(Dataset entries)
------------------------------
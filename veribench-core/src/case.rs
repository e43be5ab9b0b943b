//! Cases and the Cycle Contract
//!
//! A case owns its scratch state explicitly: setup builds the state,
//! the work mutates it, teardown consumes it. State flows through the
//! cycle as a value, so leakage across cycles is a visible data-flow
//! bug rather than ambient shared state.
//!
//! Every work closure's output is fed through `std::hint::black_box`
//! when the case is built. That is the standard mitigation against
//! dead-code elimination, not a guarantee against every optimizer.

use crate::clock::Clock;
use crate::config::CaseOverrides;
use crate::sample::Sample;

/// A named unit of work to measure, with optional scratch state.
///
/// Stateless case:
///
/// ```
/// use veribench_core::Case;
///
/// let case = Case::new("sum", || (0u64..100).sum::<u64>());
/// assert_eq!(case.name(), "sum");
/// ```
///
/// With scratch state rebuilt each cycle:
///
/// ```
/// use veribench_core::Case;
///
/// let case = Case::with_state(
///     "push",
///     || Vec::<u64>::with_capacity(1024),
///     |v| v.push(1),
/// );
/// assert_eq!(case.name(), "push");
/// ```
pub struct Case<S> {
    name: String,
    overrides: CaseOverrides,
    setup: Box<dyn FnMut() -> S>,
    work: Box<dyn FnMut(&mut S)>,
    teardown: Box<dyn FnMut(S)>,
}

impl Case<()> {
    /// A case with no scratch state.
    pub fn new<T, W>(name: impl Into<String>, mut work: W) -> Self
    where
        W: FnMut() -> T + 'static,
    {
        Case::with_state(name, || (), move |_| work())
    }
}

impl<S: 'static> Case<S> {
    /// A case whose setup rebuilds the scratch state once per cycle.
    pub fn with_state<T, F, W>(name: impl Into<String>, setup: F, mut work: W) -> Self
    where
        F: FnMut() -> S + 'static,
        W: FnMut(&mut S) -> T + 'static,
    {
        Self {
            name: name.into(),
            overrides: CaseOverrides::default(),
            setup: Box::new(setup),
            // The sink: output is observed after every iteration.
            work: Box::new(move |state| {
                std::hint::black_box(work(state));
            }),
            teardown: Box::new(drop),
        }
    }

    /// Replace the default teardown (dropping the state).
    pub fn with_teardown(mut self, teardown: impl FnMut(S) + 'static) -> Self {
        self.teardown = Box::new(teardown);
        self
    }

    /// Attach per-case configuration overrides.
    pub fn with_overrides(mut self, overrides: CaseOverrides) -> Self {
        self.overrides = overrides;
        self
    }

    /// Case name, unique within a run.
    pub fn name(&self) -> &str {
        &self.name
    }
}

/// Type-erased case, as stored by a run's registry.
///
/// `run_cycle` is the load-bearing contract from the component design:
/// setup exactly once, then `iterations` back-to-back work invocations
/// with nothing interposed, then teardown exactly once. Only the
/// iterations are inside the timed window.
pub trait RunnableCase {
    /// Case name, unique within a run.
    fn name(&self) -> &str;

    /// Per-case configuration overrides.
    fn overrides(&self) -> &CaseOverrides;

    /// Execute one cycle of `iterations` invocations and time it.
    fn run_cycle(&mut self, iterations: u64, clock: &dyn Clock) -> Sample;
}

impl<S: 'static> RunnableCase for Case<S> {
    fn name(&self) -> &str {
        &self.name
    }

    fn overrides(&self) -> &CaseOverrides {
        &self.overrides
    }

    fn run_cycle(&mut self, iterations: u64, clock: &dyn Clock) -> Sample {
        let mut state = (self.setup)();

        let start = clock.now();
        for _ in 0..iterations {
            (self.work)(&mut state);
        }
        let elapsed = clock.now().saturating_sub(start);

        (self.teardown)(state);
        Sample::new(iterations.max(1), elapsed)
    }
}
------------------------------
* **YOUR INSTRUCTIONS**
Give each line of the records above again, unchanged.

* **ANSWER FOR THIS EXERCISE**
filename veribench-core/src/case.rs
repository e43be5ab9b0b943b
//! Cases and the Cycle Contract
//!
//! A case owns its scratch state explicitly: setup builds the state,
//! the work mutates it, teardown consumes it. State flows through the
//! cycle as a value, so leakage across cycles is a visible data-flow
//! bug rather than ambient shared state.
//!
//! Every work closure's output is fed through `std::hint::black_box`
//! when the case is built. That is the standard mitigation against
//! dead-code elimination, not a guarantee against every optimizer.

use crate::clock::Clock;
use crate::config::CaseOverrides;
use crate::sample::Sample;

/// A named unit of work to measure, with optional scratch state.
///
/// Stateless case:
///
/// ```
/// use veribench_core::Case;
///
/// let case = Case::new("sum", || (0u64..100).sum::<u64>());
/// assert_eq!(case.name(), "sum");
/// ```
///
/// With scratch state rebuilt each cycle:
///
/// ```
/// use veribench_core::Case;
///
/// let case = Case::with_state(
///     "push",
///     || Vec::<u64>::with_capacity(1024),
///     |v| v.push(1),
/// );
/// assert_eq!(case.name(), "push");
/// ```
pub struct Case<S> {
    name: String,
    overrides: CaseOverrides,
    setup: Box<dyn FnMut() -> S>,
    work: Box<dyn FnMut(&mut S)>,
    teardown: Box<dyn FnMut(S)>,
}

impl Case<()> {
    /// A case with no scratch state.
    pub fn new<T, W>(name: impl Into<String>, mut work: W) -> Self
    where
        W: FnMut() -> T + 'static,
    {
        Case::with_state(name, || (), move |_| work())
    }
}

impl<S: 'static> Case<S> {
    /// A case whose setup rebuilds the scratch state once per cycle.
    pub fn with_state<T, F, W>(name: impl Into<String>, setup: F, mut work: W) -> Self
    where
        F: FnMut() -> S + 'static,
        W: FnMut(&mut S) -> T + 'static,
    {
        Self {
            name: name.into(),
            overrides: CaseOverrides::default(),
            setup: Box::new(setup),
            // The sink: output is observed after every iteration.
            work: Box::new(move |state| {
                std::hint::black_box(work(state));
            }),
            teardown: Box::new(drop),
        }
    }

    /// Replace the default teardown (dropping the state).
    pub fn with_teardown(mut self, teardown: impl FnMut(S) + 'static) -> Self {
        self.teardown = Box::new(teardown);
        self
    }

    /// Attach per-case configuration overrides.
    pub fn with_overrides(mut self, overrides: CaseOverrides) -> Self {
        self.overrides = overrides;
        self
    }

    /// Case name, unique within a run.
    pub fn name(&self) -> &str {
        &self.name
    }
}

/// Type-erased case, as stored by a run's registry.
///
/// `run_cycle` is the load-bearing contract from the component design:
/// setup exactly once, then `iterations` back-to-back work invocations
/// with nothing interposed, then teardown exactly once. Only the
/// iterations are inside the timed window.
pub trait RunnableCase {
    /// Case name, unique within a run.
    fn name(&self) -> &str;

    /// Per-case configuration overrides.
    fn overrides(&self) -> &CaseOverrides;

    /// Execute one cycle of `iterations` invocations and time it.
    fn run_cycle(&mut self, iterations: u64, clock: &dyn Clock) -> Sample;
}

impl<S: 'static> RunnableCase for Case<S> {
    fn name(&self) -> &str {
        &self.name
    }

    fn overrides(&self) -> &CaseOverrides {
        &self.overrides
    }

    fn run_cycle(&mut self, iterations: u64, clock: &dyn Clock) -> Sample {
        let mut state = (self.setup)();

        let start = clock.now();
        for _ in 0..iterations {
            (self.work)(&mut state);
        }
        let elapsed = clock.now().saturating_sub(start);

        (self.teardown)(state);
        Sample::new(iterations.max(1), elapsed)
    }
}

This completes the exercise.